## WHAT TO WORK ON:
Report only the number of lines below in which the string "failed" appears.

(Saved entries)
==============================

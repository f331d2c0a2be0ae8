//! Application state shared across handlers

use std::sync::Arc;

use axum::extract::FromRef;

use crate::feed::FeedService;
use crate::store::StateStore;

/// Shared application state
#[derive(Clone)]
pub struct AppState {
    pub store: Arc<dyn StateStore>,
    pub feeds: Option<Arc<FeedService>>,
}

impl AppState {
    pub fn new(store: Arc<dyn StateStore>, feeds: Option<Arc<FeedService>>) -> Self {
        Self { store, feeds }
    }
}

impl FromRef<AppState> for Arc<dyn StateStore> {
    fn from_ref(app_state: &AppState) -> Self {
        app_state.store.clone()
    }
}

impl FromRef<AppState> for Option<Arc<FeedService>> {
    fn from_ref(app_state: &AppState) -> Self {
        app_state.feeds.clone()
    }
}
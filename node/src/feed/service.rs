//! Periodic data-feed rounds.
//!
//! Every heartbeat a feed fetches all of its sources, reduces each response
//! to a number, aggregates the numbers and, when the aggregator contract
//! says this operator may submit for the current round, hands a `submit`
//! transaction to the data-feed reporter. Feeds with a deviation threshold
//! are also checked between heartbeats and submit early once the aggregate
//! has moved far enough from the last on-chain answer.

use std::collections::HashMap;
use std::sync::Arc;

use alloy_primitives::{Address, I256, U256};
use alloy_sol_types::SolCall;
use anyhow::{anyhow, Context, Result};
use chrono::Utc;
use futures_util::future::join_all;
use tokio::sync::Mutex;
use tokio::time::Instant;
use tracing::{debug, error, info, warn};

use crate::chain::abi::{oracleRoundStateCall, submitCall, DATA_FEED_SUBMIT_GAS};
use crate::chain::{ChainClient, TransactionRequest};
use crate::config::feeds::Feed;
use crate::error::AggregatorError;
use crate::feed::aggregator::{aggregate_submissions, AggregateResult, AggregatorSubmission};
use crate::feed::fetcher::DataSource;
use crate::feed::reducer::{apply_all, as_number};
use crate::models::{Job, PipelineState, ReporterJob, RequestStatus, Service};
use crate::store::StateStore;

/// What one round of a feed ended with.
#[derive(Clone, Debug, PartialEq, Eq)]
pub enum RoundOutcome {
    Submitted { round_id: u32, value: i64 },
    /// No source produced a value.
    NoData,
    NotEligible { round_id: u32 },
    /// A submission for this round already exists.
    AlreadySubmitted { round_id: u32 },
    /// Between heartbeats and too close to the last on-chain answer.
    WithinThreshold { round_id: u32, value: i64 },
}

pub struct FeedService {
    chain: Arc<dyn ChainClient>,
    store: Arc<dyn StateStore>,
    source: Arc<dyn DataSource>,
    operator: Address,
    feeds: Vec<Feed>,
    latest: Mutex<HashMap<String, AggregateResult>>,
}

impl FeedService {
    pub fn new(
        chain: Arc<dyn ChainClient>,
        store: Arc<dyn StateStore>,
        source: Arc<dyn DataSource>,
        operator: Address,
        feeds: Vec<Feed>,
    ) -> Self {
        Self {
            chain,
            store,
            source,
            operator,
            feeds,
            latest: Mutex::new(HashMap::new()),
        }
    }

    pub fn feeds(&self) -> &[Feed] {
        &self.feeds
    }

    /// Latest aggregate computed for `aggregator_id`.
    pub async fn latest(&self, aggregator_id: &str) -> Option<AggregateResult> {
        self.latest.lock().await.get(aggregator_id).cloned()
    }

    /// Run every feed on its own heartbeat until the tasks stop.
    pub async fn run(self: Arc<Self>) -> Result<()> {
        if self.feeds.is_empty() {
            warn!("data feed service has no feeds configured");
            return Ok(());
        }
        info!(feeds = self.feeds.len(), "data feed service started");

        let handles: Vec<_> = (0..self.feeds.len())
            .map(|index| {
                let service = self.clone();
                tokio::spawn(async move { service.run_feed(index).await })
            })
            .collect();

        for result in join_all(handles).await {
            result.context("data feed task failed")?;
        }
        Ok(())
    }

    async fn run_feed(&self, index: usize) {
        let feed = &self.feeds[index];
        let period = if feed.tracks_deviation() {
            feed.check_interval
        } else {
            feed.heartbeat
        };
        let mut ticker = tokio::time::interval(period);
        ticker.set_missed_tick_behavior(tokio::time::MissedTickBehavior::Skip);
        let mut last_submitted: Option<Instant> = None;

        loop {
            ticker.tick().await;
            let heartbeat_due = last_submitted.map_or(true, |at| at.elapsed() >= feed.heartbeat);
            let result = if heartbeat_due {
                self.run_round(feed).await
            } else {
                self.check_deviation(feed).await
            };
            match result {
                Ok(outcome) => {
                    if matches!(outcome, RoundOutcome::Submitted { .. }) {
                        last_submitted = Some(Instant::now());
                    }
                    debug!(feed = %feed.name, ?outcome, "feed round finished")
                }
                Err(err) => error!(feed = %feed.name, error = %err, "feed round failed"),
            }
        }
    }

    /// Fetch, reduce and aggregate every source of `feed`.
    pub async fn aggregate(&self, feed: &Feed) -> Result<AggregateResult, AggregatorError> {
        let fetches = feed.sources.iter().map(|source| async move {
            let raw = self
                .source
                .fetch(&source.url)
                .await
                .map_err(|err| err.to_string())?;
            let reduced = apply_all(&source.reducers, raw).map_err(|err| err.to_string())?;
            as_number(&reduced).map_err(|err| err.to_string())
        });

        let now = Utc::now();
        let mut submissions = Vec::new();
        for (source, value) in feed.sources.iter().zip(join_all(fetches).await) {
            match value {
                Ok(value) => submissions.push(AggregatorSubmission {
                    aggregator_id: feed.aggregator_id.clone(),
                    oracle_address: self.operator.to_string(),
                    value,
                    timestamp: now,
                }),
                Err(err) => warn!(feed = %feed.name, url = %source.url, error = %err, "source dropped"),
            }
        }

        let result = aggregate_submissions(feed.aggregator, &submissions)?;
        self.latest
            .lock()
            .await
            .insert(feed.aggregator_id.clone(), result.clone());
        Ok(result)
    }

    /// Heartbeat round: submit whenever the operator is eligible.
    pub async fn run_round(&self, feed: &Feed) -> Result<RoundOutcome> {
        self.round(feed, true).await
    }

    /// Between heartbeats: submit only if the aggregate deviates from the
    /// latest on-chain answer by the feed's threshold.
    pub async fn check_deviation(&self, feed: &Feed) -> Result<RoundOutcome> {
        self.round(feed, false).await
    }

    async fn round(&self, feed: &Feed, heartbeat: bool) -> Result<RoundOutcome> {
        let result = match self.aggregate(feed).await {
            Ok(result) => result,
            Err(AggregatorError::EmptyInput) => {
                warn!(feed = %feed.name, "no source produced a value; skipping round");
                return Ok(RoundOutcome::NoData);
            }
            Err(err) => return Err(err.into()),
        };

        let call = oracleRoundStateCall {
            oracle: self.operator,
            queriedRoundId: 0,
        };
        let returned = self
            .chain
            .call(feed.address, call.abi_encode().into())
            .await
            .context("oracleRoundState call")?;
        let state = oracleRoundStateCall::abi_decode_returns(&returned)
            .map_err(|err| anyhow!("decoding oracleRoundState: {err}"))?;

        let round_id = state.roundId;
        if !state.eligibleToSubmit {
            debug!(feed = %feed.name, round_id, "operator not eligible to submit");
            return Ok(RoundOutcome::NotEligible { round_id });
        }
        if !heartbeat {
            // An answer beyond i128 is as far from any i64 as it gets.
            let moved = i128::try_from(state.latestSubmission)
                .map_or(true, |last| feed.deviates(last, result.value));
            if !moved {
                return Ok(RoundOutcome::WithinThreshold {
                    round_id,
                    value: result.value,
                });
            }
            info!(feed = %feed.name, round_id, value = result.value, last = %state.latestSubmission, "deviation threshold crossed");
        }

        let request_id = format!("feed:{}:{}", feed.aggregator_id, round_id);
        if !self
            .store
            .insert_if_absent(PipelineState::new(Service::DataFeed, &request_id, None))
            .await?
        {
            return Ok(RoundOutcome::AlreadySubmitted { round_id });
        }
        self.store
            .transition(
                Service::DataFeed,
                &request_id,
                RequestStatus::Added,
                RequestStatus::Processing,
                None,
            )
            .await?;

        let data = submitCall {
            roundId: U256::from(round_id),
            submission: I256::unchecked_from(result.value),
        }
        .abi_encode();
        let job = ReporterJob {
            service: Service::DataFeed,
            request_id: request_id.clone(),
            tx: TransactionRequest {
                to: feed.address,
                data: data.into(),
                gas_limit: DATA_FEED_SUBMIT_GAS,
            },
        };
        self.store
            .hand_off(Service::DataFeed, &request_id, Job::new(&request_id, &job)?)
            .await?;

        info!(feed = %feed.name, round_id, value = result.value, "feed submission queued");
        Ok(RoundOutcome::Submitted {
            round_id,
            value: result.value,
        })
    }
}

==============================

## ANSWER SPACE:
2